她红唇微启,只吐出一个清晰而冰冷的字眼。
随着话音,掌心那缓缓旋转的星辰漩涡光芒骤盛,瞬间扩大,化作一道直径超过一丈、凝实无比、缓缓逆向旋转的星光磨盘!磨盘之上,星辰虚影流转,镇魔符文隐现,带着一股碾碎星辰、磨灭万古的沉重与威严,朝着那瑟瑟发抖、欲要后退的双头雷蟒,轻飘飘地、却又无可躲避地当头压下!
星光磨盘旋转的速度看似缓慢,却蕴含着某种奇异的时空韵律。它所过之处,雷蟒周身那狂暴的紫色雷电、墨绿的腐蚀毒雾,如同烈日下的冰雪,又如同遇到克星的污秽,连挣扎都做不到,便纷纷无声无息地溃散、消融,化为最本源的灵气粒子,然后被磨盘吞噬、碾碎、化为虚无!磨盘那看似光华的边缘,轻轻触及雷蟒最坚硬的头顶鳞甲——
嗤…咔嚓嚓……
没有剧烈的碰撞声,只有一种令人牙酸的、仿佛巨石研磨的细微声响。那足以硬抗萧无情赤霄剑气的坚韧鳞甲,在星光磨盘之下,竟如同最酥脆的枯叶,又如嫩豆腐一般,被轻而易举地切开、剥离、继而碾成齑粉!
“吼——!!!!”
无法形容的痛苦与深入灵魂的恐惧,让双头雷蟒发出了自出现以来最凄厉、也最绝望的嘶吼。它疯狂地扭动长达三十丈的庞大身躯,妖力不计代价地爆发,雷电与毒雾本能地反击,抽打得地面山石崩裂,烟尘再起。然而,这一切挣扎在缓缓落下的星光磨盘面前,都显得如此徒劳可笑。那磨盘仿佛带着一片星空的重量,将它的头颅、颈项死死镇压,并以一种恒定的、无可抗拒的速度,向下碾磨!
鳞甲、血肉、筋骨、内脏……
磨盘所过之处,一切物质,连同其中蕴含的混乱妖力与暴戾气息,都被那混沌星光无情地分解、湮灭!
不过短短两三个呼吸的时间。
在所有人——无论是重伤濒死、勉强抬头的苗人祭司,还是倚靠山壁、瞳孔中倒映着这一切的萧无情——那无比震骇、如同目睹神迹般的注视下。
那头不可一世、凶威滔天、几乎将他们全军覆没的六阶巅峰双头雷蟒,其狰狞恐怖的两个头颅,连带小半截脖颈,便被那缓缓旋转的星光磨盘,如同研磨谷物一般,硬生生地、彻底地磨成了一滩混合着细微骨渣与湮灭能量的肉泥!甚至连其试图逃逸的妖魂,刚刚脱离破碎的肉身,也被磨盘散发的镇魔星光扫过,发出无声的凄厉尖啸,瞬间溃散,化为乌有!
秒杀!
真正的、碾压式的、毫无悬念的秒杀!
剩余的大半截无头蟒尸轰然倒地,砸起一片尘土,却再也无法造成任何威胁。
战场陷入了死一般的寂静。只有山风掠过焦土,发出呜咽般的声响。
幸存的苗人祭司们,包括那重伤的老者,全都忘记了自身的伤痛,张大了嘴巴,眼神空洞地望着那青衣身影,以及她身前那滩迅速失去所有能量波动的“肉泥”。他们的世界观,在这一刻受到了剧烈的冲击。巫神在上,这究竟是哪一位隐居的祖灵化身,还是中原传说中的仙人降临?

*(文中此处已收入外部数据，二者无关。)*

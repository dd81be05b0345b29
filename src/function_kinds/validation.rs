use serde::de::Error as _;
use serde::{Deserialize, Deserializer};
use serde_json::{json, Value};

use super::{present, require_object, GuestSource, KindContract, Resolved};
use crate::classify::{FailureKind, FunctionFailure};
use crate::format::FormatDescription;
use crate::function::{Func, RequestError, SuccessData};
use crate::sandbox::wrapper::Template;

/// Handler used when the request carries a validation format instead of
/// guest code.
pub const BUILTIN_HANDLER: &str = "__validateFormat";

const BUILTIN_SOURCE: &str = r#"
function __validateFormat(input, format) {
  const { error } = Joi.build(format).validate(input.value);
  return error ? { valid: false, message: error.message } : { valid: true };
}
"#;

#[derive(Debug, Clone, Default, Deserialize)]
#[serde(rename_all = "camelCase")]
pub struct ValidationPayload {
    /// `None` is `undefined`; an explicit `null` stays `Some(Null)`.
    #[serde(default, deserialize_with = "defined")]
    pub value: Option<Value>,
    /// Joi description, accepted as JSON text or as an object.
    #[serde(default, deserialize_with = "format_description")]
    pub validation_format: Option<Value>,
}

fn defined<'de, D: Deserializer<'de>>(deserializer: D) -> Result<Option<Value>, D::Error> {
    Value::deserialize(deserializer).map(Some)
}

fn format_description<'de, D: Deserializer<'de>>(deserializer: D) -> Result<Option<Value>, D::Error> {
    let raw = Value::deserialize(deserializer)?;
    let description = match raw {
        Value::Null => return Ok(None),
        Value::String(text) => serde_json::from_str(&text).map_err(D::Error::custom)?,
        other => other,
    };
    // Reject structurally broken descriptions before any code runs.
    FormatDescription::from_value(description.clone()).map_err(D::Error::custom)?;
    Ok(Some(description))
}

impl KindContract for ValidationPayload {
    fn arguments(&self) -> Vec<Value> {
        match &self.validation_format {
            Some(format) => {
                let input = match &self.value {
                    Some(value) => json!({ "value": value }),
                    None => json!({}),
                };
                vec![input, format.clone()]
            }
            None => vec![self.value.clone().unwrap_or(Value::Null)],
        }
    }

    fn template(&self) -> Template {
        match self.validation_format {
            Some(_) => Template::VALIDATION_FORMAT,
            None => Template::VALIDATION,
        }
    }

    fn guest(&self, func: &Func) -> Result<GuestSource, RequestError> {
        if self.validation_format.is_some() {
            return Ok(GuestSource {
                code: BUILTIN_SOURCE.to_string(),
                handler: BUILTIN_HANDLER.to_string(),
            });
        }
        Ok(GuestSource {
            code: func.source()?,
            handler: func.handler.clone(),
        })
    }

    fn resolve(&self, returned: Option<Value>) -> Result<Resolved, FunctionFailure> {
        let wrong = |message: &str| FunctionFailure::new(FailureKind::ValidationFieldWrongType, message);
        let object = require_object(returned)?;

        let Some(Value::Bool(valid)) = present(&object, "valid") else {
            return Err(wrong("The valid field type must be boolean"));
        };
        let message = match present(&object, "message") {
            None => None,
            Some(Value::String(message)) => Some(message.clone()),
            Some(_) => return Err(wrong("The message field type must be string")),
        };
        if !valid && message.is_none() {
            return Err(wrong("The message field type must be string when valid is false"));
        }

        Ok(Resolved {
            data: SuccessData::Validation,
            error: if *valid { None } else { message },
        })
    }
}

#[cfg(test)]
mod tests {
    use super::*;

    fn parse(value: Value) -> ValidationPayload {
        serde_json::from_value(value).unwrap()
    }

    #[test]
    fn test_format_text_is_parsed() {
        let payload = parse(json!({
            "value": "foobar",
            "validationFormat": "{\"type\":\"number\"}"
        }));
        assert_eq!(payload.validation_format, Some(json!({"type": "number"})));
        assert_eq!(payload.template(), Template::VALIDATION_FORMAT);
        assert_eq!(
            payload.arguments(),
            vec![json!({"value": "foobar"}), json!({"type": "number"})]
        );
    }

    #[test]
    fn test_undefined_value_is_omitted() {
        let payload = parse(json!({"validationFormat": {"type": "string"}}));
        assert_eq!(payload.value, None);
        assert_eq!(payload.arguments()[0], json!({}));

        let payload = parse(json!({"value": null, "validationFormat": {"type": "string"}}));
        assert_eq!(payload.value, Some(Value::Null));
        assert_eq!(payload.arguments()[0], json!({"value": null}));
    }

    #[test]
    fn test_broken_format_is_rejected_at_parse() {
        let result: Result<ValidationPayload, _> =
            serde_json::from_value(json!({"value": 1, "validationFormat": "{nope"}));
        assert!(result.is_err());
        let result: Result<ValidationPayload, _> =
            serde_json::from_value(json!({"value": 1, "validationFormat": {"type": "spaceship"}}));
        assert!(result.is_err());
    }

    #[test]
    fn test_builtin_guest_replaces_caller_code() {
        let payload = parse(json!({"value": 1, "validationFormat": {"type": "number"}}));
        let guest = payload.guest(&Func::new("ignored", "garbage(")).unwrap();
        assert_eq!(guest.handler, BUILTIN_HANDLER);

        let legacy = parse(json!({"value": 1}));
        let guest = legacy.guest(&Func::new("check", "function check(v) {}")).unwrap();
        assert_eq!(guest.handler, "check");
        assert_eq!(legacy.arguments(), vec![json!(1)]);
    }

    #[test]
    fn test_invalid_result_reports_error_on_success() {
        let payload = ValidationPayload::default();
        let resolved = payload
            .resolve(Some(json!({"valid": false, "message": "\"value\" must be a number"})))
            .unwrap();
        assert_eq!(resolved.data, SuccessData::Validation);
        assert_eq!(resolved.error.as_deref(), Some("\"value\" must be a number"));

        let resolved = payload.resolve(Some(json!({"valid": true}))).unwrap();
        assert_eq!(resolved.error, None);
    }

    #[test]
    fn test_field_types() {
        let payload = ValidationPayload::default();
        for bad in [
            json!({"valid": "yes"}),
            json!({"valid": false}),
            json!({"valid": true, "message": 4}),
        ] {
            assert_eq!(
                payload.resolve(Some(bad)).unwrap_err().kind,
                FailureKind::ValidationFieldWrongType
            );
        }
    }
}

而重伤倚靠在岩壁凹坑中的萧无情,内心的惊涛骇浪远比身体上的痛楚更为剧烈。他死死地盯着墨影那挺直而陌生的背影,瞳孔缩成了针尖大小。
这背影……方才那举手投足间,磨灭六阶巅峰妖兽的淡然与强横……还有那星光磨盘中散发出的、让他神魂都感到战栗与隐隐熟悉的镇压意志(他将其误认为某种至高无上的、冰冷的特殊剑意)……
此人是谁?中原何时出了如此恐怖的剑道(他自认为)高手?年轻一辈中绝无此人!是那些隐世不出的老怪物?但观其背影身形,分明极为年轻!那一丝莫名的熟悉感又从何而来?难道……

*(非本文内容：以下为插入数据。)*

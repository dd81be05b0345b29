use serde::Deserialize;
use std::path::{Path, PathBuf};

/// Environment variable naming a config file when `--config` is absent.
pub const CONFIG_ENV: &str = "FUNC_SANDBOX_CONFIG";

#[derive(Debug, Deserialize, Clone, Default)]
pub struct Config {
    #[serde(default)]
    pub sandbox: SandboxConfig,
    #[serde(default)]
    pub limits: LimitsConfig,
}

#[derive(Debug, Deserialize, Clone, Copy, PartialEq, Eq, Default)]
#[serde(rename_all = "snake_case")]
pub enum Isolation {
    /// Each invocation runs in a child process killed at the deadline
    #[default]
    ChildProcess,
    /// Each invocation runs on a dedicated isolate thread in this process
    InProcess,
}

#[derive(Debug, Deserialize, Clone)]
pub struct SandboxConfig {
    #[serde(default)]
    pub isolation: Isolation,
    /// Used when a request carries no `timeout`
    #[serde(default = "default_timeout_secs")]
    pub default_timeout_secs: u64,
    /// Binary started with `--isolate`. Defaults to the current executable.
    /// Supports ${ENV_VAR} substitution
    #[serde(default)]
    pub isolate_program: Option<PathBuf>,
}

#[derive(Debug, Deserialize, Clone)]
pub struct LimitsConfig {
    #[serde(default = "default_max_heap_mb")]
    pub max_heap_mb: usize,
    /// Guest diagnostics forwarded per invocation, counted as encoded lines
    #[serde(default = "default_max_output_bytes")]
    pub max_output_bytes: usize,
    #[serde(default = "default_max_stderr_bytes")]
    pub max_stderr_bytes: usize,
}

fn default_timeout_secs() -> u64 {
    1800
}

fn default_max_heap_mb() -> usize {
    512
}

fn default_max_output_bytes() -> usize {
    16 * 1024 * 1024
}

fn default_max_stderr_bytes() -> usize {
    256 * 1024
}

impl Default for SandboxConfig {
    fn default() -> Self {
        Self {
            isolation: Isolation::default(),
            default_timeout_secs: default_timeout_secs(),
            isolate_program: None,
        }
    }
}

impl Default for LimitsConfig {
    fn default() -> Self {
        Self {
            max_heap_mb: default_max_heap_mb(),
            max_output_bytes: default_max_output_bytes(),
            max_stderr_bytes: default_max_stderr_bytes(),
        }
    }
}

impl LimitsConfig {
    pub fn max_heap_bytes(&self) -> usize {
        self.max_heap_mb.saturating_mul(1024 * 1024)
    }
}

impl Config {
    pub fn load(path: impl AsRef<Path>) -> anyhow::Result<Self> {
        let content = std::fs::read_to_string(path)?;
        // Expand environment variables like ${FUNC_SANDBOX_HOME}
        let expanded = shellexpand::env(&content)?;
        let config: Config = toml::from_str(&expanded)?;
        Ok(config)
    }

    /// `--config` wins over `FUNC_SANDBOX_CONFIG`; with neither, defaults.
    pub fn discover(flag: Option<&str>) -> anyhow::Result<Self> {
        match flag.map(String::from).or_else(|| std::env::var(CONFIG_ENV).ok()) {
            Some(path) => Self::load(path),
            None => Ok(Self::default()),
        }
    }

    /// The binary spawned for out-of-process isolates.
    pub fn isolate_program(&self) -> anyhow::Result<PathBuf> {
        match &self.sandbox.isolate_program {
            Some(path) => Ok(path.clone()),
            None => Ok(std::env::current_exe()?),
        }
    }
}

#[cfg(test)]
mod tests {
    use super::*;
    use std::io::Write;

    fn write_config(content: &str) -> tempfile::NamedTempFile {
        let mut file = tempfile::NamedTempFile::new().unwrap();
        file.write_all(content.as_bytes()).unwrap();
        file
    }

    // ── load tests ──────────────────────────────────────

    #[test]
    fn test_empty_file_uses_defaults() {
        let file = write_config("");
        let config = Config::load(file.path()).unwrap();
        assert_eq!(config.sandbox.isolation, Isolation::ChildProcess);
        assert_eq!(config.sandbox.default_timeout_secs, 1800);
        assert_eq!(config.limits.max_heap_mb, 512);
        assert_eq!(config.limits.max_output_bytes, 16 * 1024 * 1024);
        assert_eq!(config.limits.max_stderr_bytes, 256 * 1024);
    }

    #[test]
    fn test_full_config() {
        let file = write_config(
            r#"
[sandbox]
isolation = "in_process"
default_timeout_secs = 30
isolate_program = "/opt/func-sandbox"

[limits]
max_heap_mb = 64
max_output_bytes = 1024
max_stderr_bytes = 512
"#,
        );
        let config = Config::load(file.path()).unwrap();
        assert_eq!(config.sandbox.isolation, Isolation::InProcess);
        assert_eq!(config.sandbox.default_timeout_secs, 30);
        assert_eq!(
            config.isolate_program().unwrap(),
            PathBuf::from("/opt/func-sandbox")
        );
        assert_eq!(config.limits.max_heap_bytes(), 64 * 1024 * 1024);
        assert_eq!(config.limits.max_output_bytes, 1024);
    }

    #[test]
    fn test_env_substitution() {
        std::env::set_var("FUNC_SANDBOX_TEST_PROGRAM_DIR", "/srv/bin");
        let file = write_config(
            "[sandbox]\nisolate_program = \"${FUNC_SANDBOX_TEST_PROGRAM_DIR}/func-sandbox\"\n",
        );
        let config = Config::load(file.path()).unwrap();
        assert_eq!(
            config.sandbox.isolate_program,
            Some(PathBuf::from("/srv/bin/func-sandbox"))
        );
    }

    #[test]
    fn test_unknown_isolation_is_rejected() {
        let file = write_config("[sandbox]\nisolation = \"vm\"\n");
        assert!(Config::load(file.path()).is_err());
    }

    #[test]
    fn test_missing_file_is_an_error() {
        assert!(Config::load("/nonexistent/func-sandbox.toml").is_err());
    }

    #[test]
    fn test_discover_prefers_flag() {
        let file = write_config("[sandbox]\ndefault_timeout_secs = 7\n");
        let path = file.path().to_string_lossy().to_string();
        let config = Config::discover(Some(&path)).unwrap();
        assert_eq!(config.sandbox.default_timeout_secs, 7);
    }

    #[test]
    fn test_default_isolate_program_is_current_exe() {
        let config = Config::default();
        assert_eq!(
            config.isolate_program().unwrap(),
            std::env::current_exe().unwrap()
        );
    }
}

无数疑问和震惊在他心中疯狂翻涌,几乎要压过伤势带来的痛苦。
就在这时,墨影缓缓收回了手。那令人心悸的星光磨盘悄然消散,仿佛从未出现过,只留下地上那滩无声诉说着刚才恐怖一幕的痕迹。她仿佛只是做了一件微不足道的小事,连气息都未曾有丝毫紊乱。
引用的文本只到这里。